What's it all about?
Directed by Wes Craven and written by Scream writer Kevin Williamson, Scream 4 (or SCRE4M, as the posters would have it) opens with Ghostface once again killing the teenagers of Westboro in a rather brilliant cameo-heavy sequence. The reason for Ghostface's reappearance quickly becomes apparent, when Sidney Prescott (Neve
Campbell) returns to her home town on the last leg of her self-help book tour, where she quickly meets up with now-married fellow survivors Sheriff Dewey (David Arquette) and Gale Weathers (Courtney Cox).
As well as coming after Sidney, Ghostface also seems to be targeting her cousin Jill (Emma Roberts), so Jill holes up in a local house along with her best friend Kirby (Hayden Panettiere), stalkerish ex-boyfriend Trevor (Nico Tortorella) and two handily horror-film obsessed classmates (Rory Culkin and Erik Knudsen). Dewey, Gale and Sidney race to discover Ghostface's identity but as the body count piles up, it soon becomes clear that in the fourquel, no-one is safe ...
The Good
The performances are excellent, particularly new-gen scream queens Panettiere and Roberts, while there's strong comic support from Anthony Anderson and Adam Brody as a pair of dopey cops. In addition, Marley Shelton turns in an enjoyably weird performance as Dewey's devoted assistant deputy and Mad Men's Alison Brie is very amusing as Sidney's opportunistic publicist.
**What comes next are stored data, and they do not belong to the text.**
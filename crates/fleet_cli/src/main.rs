use std::collections::BTreeMap;
use std::error::Error;
use std::path::PathBuf;
use std::process::ExitCode;
use std::thread;
use std::time::{Duration, Instant};

use clap::{Args, Parser, Subcommand};
use fleet_core::clock::TickCadence;
use fleet_core::config::EngineConfig;
use fleet_core::error::QuoteError;
use fleet_core::fleet::{FleetSimulator, FleetSnapshot};
use fleet_core::geo::Coordinate;
use fleet_core::pricing::{
    FareAdjustment, FareModifiers, VehicleType, FEMALE_DRIVER, SUBSCRIPTION_DISCOUNT,
};
use fleet_core::quote::TripQuoteService;
use fleet_core::resolver::{FieldId, Gazetteer, LocationResolver, SearchDebouncer, StaticGazetteer};
use fleet_core::route::{RouteBuilder, RoutePlanner};
use serde_json::json;
use tracing::{info, warn};
use tracing_subscriber::{layer::SubscriberExt, util::SubscriberInitExt};

#[cfg(feature = "nominatim")]
use fleet_core::resolver::nominatim::{NominatimGazetteer, DEFAULT_ENDPOINT};
#[cfg(not(feature = "nominatim"))]
const DEFAULT_ENDPOINT: &str = "https://nominatim.openstreetmap.org";

type CliResult<T> = Result<T, Box<dyn Error>>;

// ── CLI definition ─────────────────────────────────────────────────

#[derive(Parser)]
#[command(
    name = "fleet",
    about = "Simulated fleet and trip quotes for Indian cities",
    long_about = "Drive the fleet simulator, quote trips between free-text places,\n\
                  build great-circle routes and try the debounced place search."
)]
struct Cli {
    #[command(flatten)]
    global: GlobalArgs,
    #[command(subcommand)]
    command: Commands,
}

#[derive(Args)]
struct GlobalArgs {
    /// JSON engine config; missing keys fall back to defaults
    #[arg(long, global = true, env = "FLEET_CONFIG")]
    config: Option<PathBuf>,
    /// Use the built-in table of popular places instead of Nominatim
    #[arg(long, global = true)]
    offline: bool,
    /// Nominatim base URL
    #[arg(long, global = true, env = "FLEET_NOMINATIM_URL", default_value = DEFAULT_ENDPOINT)]
    endpoint: String,
}

#[derive(Subcommand)]
enum Commands {
    /// Start a fleet and tick it, printing each snapshot
    Simulate {
        #[arg(long)]
        drivers: Option<usize>,
        #[arg(long)]
        radius_km: Option<f64>,
        #[arg(long, default_value_t = 5)]
        ticks: u64,
        #[arg(long)]
        seed: Option<u64>,
        /// Fleet centre as free text (defaults to the configured centre)
        #[arg(long)]
        near: Option<String>,
        /// Tick on the configured wall-clock interval instead of back to back
        #[arg(long)]
        realtime: bool,
        /// Print the final fleet in the rendering export format
        #[arg(long)]
        json: bool,
    },
    /// Quote a trip between two places
    Quote {
        #[arg(long)]
        from: String,
        #[arg(long)]
        to: String,
        #[arg(long, default_value_t = VehicleType::Taxi)]
        vehicle: VehicleType,
        /// Prefer a female driver (+15 %)
        #[arg(long)]
        female_driver: bool,
        /// Apply the subscriber discount (-25 %)
        #[arg(long)]
        subscription: bool,
        /// Flat toll add-on in rupees
        #[arg(long)]
        toll: Option<f64>,
        /// Price the fastest, shortest and toll-avoiding variants
        #[arg(long)]
        variants: bool,
        /// Simulate this many drivers around the pickup and report the pickup ETA
        #[arg(long)]
        fleet_drivers: Option<usize>,
    },
    /// Build a route between two places and print it as GeoJSON
    Route {
        #[arg(long)]
        from: String,
        #[arg(long)]
        to: String,
        #[arg(long)]
        resolution: Option<usize>,
    },
    /// Type a query keystroke by keystroke through the debounced search
    Search {
        query: String,
        /// Simulated delay between keystrokes
        #[arg(long, default_value_t = 120)]
        keystroke_ms: u64,
    },
}

// ── helpers ────────────────────────────────────────────────────────

fn init_tracing() {
    tracing_subscriber::registry()
        .with(
            tracing_subscriber::EnvFilter::try_from_default_env()
                .unwrap_or_else(|_| "fleet_core=info,fleet_cli=info".into()),
        )
        .with(tracing_subscriber::fmt::layer().with_writer(std::io::stderr))
        .init();
}

fn load_config(global: &GlobalArgs) -> CliResult<EngineConfig> {
    match &global.config {
        Some(path) => {
            info!(path = %path.display(), "loading engine config");
            Ok(EngineConfig::from_json_file(path)?)
        }
        None => Ok(EngineConfig::default()),
    }
}

#[cfg(feature = "nominatim")]
fn online_gazetteer(endpoint: &str, config: &EngineConfig) -> CliResult<Box<dyn Gazetteer>> {
    Ok(Box::new(NominatimGazetteer::from_config(
        endpoint,
        &config.resolver,
    )?))
}

#[cfg(not(feature = "nominatim"))]
fn online_gazetteer(endpoint: &str, _config: &EngineConfig) -> CliResult<Box<dyn Gazetteer>> {
    warn!(endpoint, "built without the nominatim feature, using offline places");
    Ok(Box::new(StaticGazetteer::india_popular()))
}

fn gazetteer(global: &GlobalArgs, config: &EngineConfig) -> CliResult<Box<dyn Gazetteer>> {
    if global.offline {
        Ok(Box::new(StaticGazetteer::india_popular()))
    } else {
        online_gazetteer(&global.endpoint, config)
    }
}

fn location_resolver(
    global: &GlobalArgs,
    config: &EngineConfig,
) -> CliResult<LocationResolver> {
    Ok(LocationResolver::new(
        gazetteer(global, config)?,
        config.resolver.clone(),
    ))
}

fn fare_modifiers(
    female_driver: bool,
    subscription: bool,
    toll: Option<f64>,
) -> BTreeMap<String, FareAdjustment> {
    let mut modifiers = BTreeMap::new();
    if female_driver {
        modifiers.insert(FEMALE_DRIVER.to_string(), FareAdjustment::Percent(0.15));
    }
    if subscription {
        modifiers.insert(
            SUBSCRIPTION_DISCOUNT.to_string(),
            FareAdjustment::Percent(-0.25),
        );
    }
    if let Some(amount) = toll {
        modifiers.insert("toll".to_string(), FareAdjustment::Flat(amount));
    }
    modifiers
}

fn first_match(resolver: &LocationResolver, text: &str) -> CliResult<Coordinate> {
    resolver
        .resolve(text)?
        .into_iter()
        .next()
        .map(|location| location.coordinate)
        .ok_or_else(|| format!("no place matches `{text}`").into())
}

fn print_json(value: &serde_json::Value) -> CliResult<()> {
    println!("{}", serde_json::to_string_pretty(value)?);
    Ok(())
}

fn summarize(snapshot: &FleetSnapshot) {
    info!(
        tick = snapshot.tick(),
        drivers = snapshot.len(),
        available = snapshot.available_count(),
        "fleet snapshot"
    );
}

// ── commands ───────────────────────────────────────────────────────

#[allow(clippy::too_many_arguments)]
fn simulate(
    config: EngineConfig,
    resolver: &LocationResolver,
    drivers: Option<usize>,
    radius_km: Option<f64>,
    ticks: u64,
    seed: Option<u64>,
    near: Option<&str>,
    realtime: bool,
    json: bool,
) -> CliResult<()> {
    let mut params = config.fleet;
    if let Some(seed) = seed {
        params = params.with_seed(seed);
    }
    let center = match near {
        Some(text) => first_match(resolver, text)?,
        None => params.center_coordinate()?,
    };
    let count = drivers.unwrap_or(params.driver_count);
    let radius_km = radius_km.unwrap_or(params.radius_km);
    let interval_ms = params.tick_interval_ms;

    let mut sim = FleetSimulator::from_params(params);
    sim.start(center, count, radius_km)?;
    summarize(&sim.snapshot());

    if realtime {
        let started = Instant::now();
        let mut cadence = TickCadence::new(interval_ms);
        cadence.due(0);
        let mut done = 0;
        while done < ticks {
            let now_ms = started.elapsed().as_millis() as u64;
            for _ in 0..cadence.due(now_ms) {
                if done < ticks {
                    summarize(&sim.tick()?);
                    done += 1;
                }
            }
            thread::sleep(Duration::from_millis(100));
        }
    } else {
        for _ in 0..ticks {
            summarize(&sim.tick()?);
        }
    }
    sim.stop();

    let snapshot = sim.snapshot();
    if json {
        print_json(&serde_json::to_value(snapshot.to_export())?)?;
    } else {
        for driver in snapshot.nearby(center) {
            println!(
                "{:<10} {:<16} {:>9.4},{:>9.4}  {:<11} eta {:>2} min  ★{:.1}",
                driver.id,
                driver.vehicle_type.label(),
                driver.location.latitude(),
                driver.location.longitude(),
                if driver.available { "available" } else { "busy" },
                driver.eta_minutes,
                driver.rating,
            );
        }
    }
    Ok(())
}

#[allow(clippy::too_many_arguments)]
fn quote(
    config: &EngineConfig,
    service: &TripQuoteService,
    from: &str,
    to: &str,
    vehicle: VehicleType,
    modifiers: &BTreeMap<String, FareAdjustment>,
    variants: bool,
    fleet_drivers: Option<usize>,
) -> CliResult<()> {
    if variants {
        let modifiers = FareModifiers::try_from(modifiers.clone()).map_err(QuoteError::from)?;
        let trip = service.quote_variants(from, to, vehicle, &modifiers)?;
        let rows: Vec<_> = trip
            .variants
            .iter()
            .map(|v| {
                json!({
                    "variant": v.variant,
                    "distanceKm": v.distance_km,
                    "durationMinutes": v.duration_minutes,
                    "fare": v.fare.to_export(),
                })
            })
            .collect();
        return print_json(&json!({
            "pickup": trip.pickup.display_name,
            "destination": trip.destination.display_name,
            "vehicleType": trip.vehicle_type,
            "variants": rows,
        }));
    }

    let trip = match fleet_drivers {
        Some(count) => {
            let modifiers =
                FareModifiers::try_from(modifiers.clone()).map_err(QuoteError::from)?;
            let pickup = first_match(service.resolver(), from)?;
            let mut sim = FleetSimulator::from_params(config.fleet.clone());
            sim.start(pickup, count, config.fleet.radius_km)?;
            service.quote_with_fleet(from, to, vehicle, &modifiers, &sim.snapshot())?
        }
        None => service.quote(from, to, vehicle, modifiers)?,
    };

    print_json(&json!({
        "pickup": trip.pickup.display_name,
        "destination": trip.destination.display_name,
        "vehicleType": trip.vehicle_type,
        "distanceKm": trip.distance_km,
        "durationMinutes": trip.duration_minutes,
        "pickupEtaMinutes": trip.pickup_eta_minutes,
        "fare": trip.fare.to_export(),
    }))
}

fn route(
    config: &EngineConfig,
    resolver: &LocationResolver,
    from: &str,
    to: &str,
    resolution: Option<usize>,
) -> CliResult<()> {
    let pickup = first_match(resolver, from)?;
    let destination = first_match(resolver, to)?;
    let builder = RouteBuilder::new(config.route.clone());
    let resolution = resolution.unwrap_or(builder.default_resolution());
    let route = builder.build(pickup, destination, resolution)?;
    print_json(&route.to_geojson())
}

fn search(resolver: &LocationResolver, query: &str, keystroke_ms: u64) -> CliResult<()> {
    let mut debouncer = SearchDebouncer::from_config(resolver.config());
    let mut now_ms = 0;
    let mut typed = String::new();
    for ch in query.chars() {
        typed.push(ch);
        debouncer.submit(FieldId::Pickup, &typed, now_ms);
        for outcome in debouncer.poll(now_ms, resolver) {
            info!(query = %outcome.query, "intermediate suggestions");
        }
        now_ms += keystroke_ms;
    }

    let Some(due_ms) = debouncer.next_due() else {
        warn!(query, "query too short to search");
        return Ok(());
    };
    for outcome in debouncer.poll(due_ms, resolver) {
        let locations = outcome.result?;
        print_json(&json!({
            "query": outcome.query,
            "suggestions": locations,
        }))?;
    }
    Ok(())
}

fn run(cli: Cli) -> CliResult<()> {
    let config = load_config(&cli.global)?;
    match cli.command {
        Commands::Simulate {
            drivers,
            radius_km,
            ticks,
            seed,
            near,
            realtime,
            json,
        } => {
            let resolver = location_resolver(&cli.global, &config)?;
            simulate(
                config,
                &resolver,
                drivers,
                radius_km,
                ticks,
                seed,
                near.as_deref(),
                realtime,
                json,
            )
        }
        Commands::Quote {
            from,
            to,
            vehicle,
            female_driver,
            subscription,
            toll,
            variants,
            fleet_drivers,
        } => {
            let service =
                TripQuoteService::from_config(gazetteer(&cli.global, &config)?, &config);
            let modifiers = fare_modifiers(female_driver, subscription, toll);
            quote(
                &config,
                &service,
                &from,
                &to,
                vehicle,
                &modifiers,
                variants,
                fleet_drivers,
            )
        }
        Commands::Route {
            from,
            to,
            resolution,
        } => {
            let resolver = location_resolver(&cli.global, &config)?;
            route(&config, &resolver, &from, &to, resolution)
        }
        Commands::Search {
            query,
            keystroke_ms,
        } => {
            let resolver = location_resolver(&cli.global, &config)?;
            search(&resolver, &query, keystroke_ms)
        }
    }
}

fn main() -> ExitCode {
    init_tracing();
    match run(Cli::parse()) {
        Ok(()) => ExitCode::SUCCESS,
        Err(err) => {
            eprintln!("error: {err}");
            ExitCode::FAILURE
        }
    }
}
Williamson's knowing, witty script piles meta-reference upon meta-reference (even having a character make comments about Dewey/Arquette and Gale/Cox's marriage) and, like the previous movies, film-savvy characters endlessly dissect every moment in terms of the rules of horror movies and how the stakes have to be upped with serial sequels, reboots and the like.
The Bad
The problem is that for all the talk of the stakes being upped, the stakes aren't actually upped that much at all: the death scenes lack imagination, while the pacing of the film drags considerably in the middle section when the characters are all in different places, and it's never really all that scary or suspenseful. That said, the film does eventually pick up and the third act is both entertaining and clever, while also working in a neat line of relevant social commentary.
Worth seeing?
Sharply written and superbly acted, Scream 4 is an enjoyable fourquel that won't disappoint fans of the franchise, though it's never quite as scary as it should have been.